Grandi Navi, assalto del turismo incontrollato, moto ondoso e riduzione dei residenti. Per questi motivi Venezia rischia di uscire dalla lista dei Siti Patrimonio dell’Umanità dell’Unesco. O entro il primo febbraio del 2017 l’amministrazione darà segnali certi e concreti di voler risolvere le questioni più gravi che mettono a rischio la sopravvivenza della città oppure entrerà nella black list, quella dei siti monumentali a rischio.
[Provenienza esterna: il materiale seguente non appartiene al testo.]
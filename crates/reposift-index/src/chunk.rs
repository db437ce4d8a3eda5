use serde::{Deserialize, Serialize};

/// Provenance carried by every chunk.
#[derive(Debug, Clone, PartialEq, Eq, Serialize, Deserialize)]
pub struct ChunkMetadata {
    /// Originating file path, or `<repo>_folder_structure` for the
    /// structure chunk.
    pub source: String,
    #[serde(default, skip_serializing_if = "Option::is_none")]
    pub chunk_number: Option<usize>,
    #[serde(default, skip_serializing_if = "Option::is_none")]
    pub note: Option<String>,
}

/// A unit of text to embed.
#[derive(Debug, Clone, PartialEq, Eq, Serialize, Deserialize)]
pub struct Chunk {
    pub content: String,
    pub metadata: ChunkMetadata,
}

impl Chunk {
    pub fn new(content: impl Into<String>, source: impl Into<String>) -> Self {
        Self {
            content: content.into(),
            metadata: ChunkMetadata {
                source: source.into(),
                chunk_number: None,
                note: None,
            },
        }
    }

    #[must_use]
    pub fn with_chunk_number(mut self, n: usize) -> Self {
        self.metadata.chunk_number = Some(n);
        self
    }

    #[must_use]
    pub fn with_note(mut self, note: impl Into<String>) -> Self {
        self.metadata.note = Some(note.into());
        self
    }

    #[must_use]
    pub fn source(&self) -> &str {
        &self.metadata.source
    }

    /// blake3 hex digest of source and content, used as the record id.
    #[must_use]
    pub fn content_hash(&self) -> String {
        let mut hasher = blake3::Hasher::new();
        hasher.update(self.metadata.source.as_bytes());
        hasher.update(&[0]);
        hasher.update(self.content.as_bytes());
        hasher.finalize().to_hex().to_string()
    }
}
use std::path::PathBuf;

use clap::{Parser, Subcommand};

#[derive(Parser)]
#[command(name = "reposift")]
#[command(about = "Chunk, embed, and search source repositories", version)]
pub(crate) struct Cli {
    /// Configuration file
    #[arg(long, global = true, value_name = "PATH")]
    pub config: Option<PathBuf>,

    #[command(subcommand)]
    pub command: Command,
}

#[derive(Subcommand)]
pub(crate) enum Command {
    /// Fetch a GitHub repository into a snapshot file
    Fetch {
        /// `owner/repo` or a GitHub URL
        #[arg(value_name = "REPO")]
        repo: String,

        #[arg(short, long, default_value = "repo_contents.json")]
        output: PathBuf,
    },
    /// Capture a local directory as a snapshot file
    Snapshot {
        #[arg(value_name = "DIR")]
        dir: PathBuf,

        #[arg(short, long, default_value = "repo_contents.json")]
        output: PathBuf,

        /// Repository name recorded in the snapshot (defaults to the directory name)
        #[arg(long)]
        name: Option<String>,
    },
    /// Print the chunks of a snapshot as JSON lines
    Chunk {
        #[arg(value_name = "SNAPSHOT")]
        snapshot: PathBuf,
    },
    /// Chunk and embed a snapshot into the vector index
    Index {
        #[arg(value_name = "SNAPSHOT")]
        snapshot: PathBuf,

        #[arg(long, value_name = "DIR")]
        index_dir: Option<PathBuf>,
    },
    /// Retrieve the chunks most similar to a query
    Search {
        query: String,

        /// Number of results (defaults to `index.top_k`)
        #[arg(short)]
        k: Option<usize>,

        #[arg(long, value_name = "DIR")]
        index_dir: Option<PathBuf>,
    },
}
Così ha stabilito il Comitato Unesco riunito in sessione plenaria annuale a Istanbul approvando all’unanimità le raccomandazioni della commissione che era stata inviata in laguna per esaminare le condizioni di salute di Venezia. Per l’organismo delle Nazioni Unite la febbre è alta. Tra le richieste più urgenti la proibizione per le largest ship, le grandi navi, di entrare in laguna, quella relativa ai limiti di velocità per il traffico acqueo e la creazione di una strategia concreta per un turismo sostenibile. Soddisfazione da parte di Italia Nostra e del Gruppo 25 Aprile. Il caso veneziano era stato portato in Parlamento dal Movimento 5 Stelle.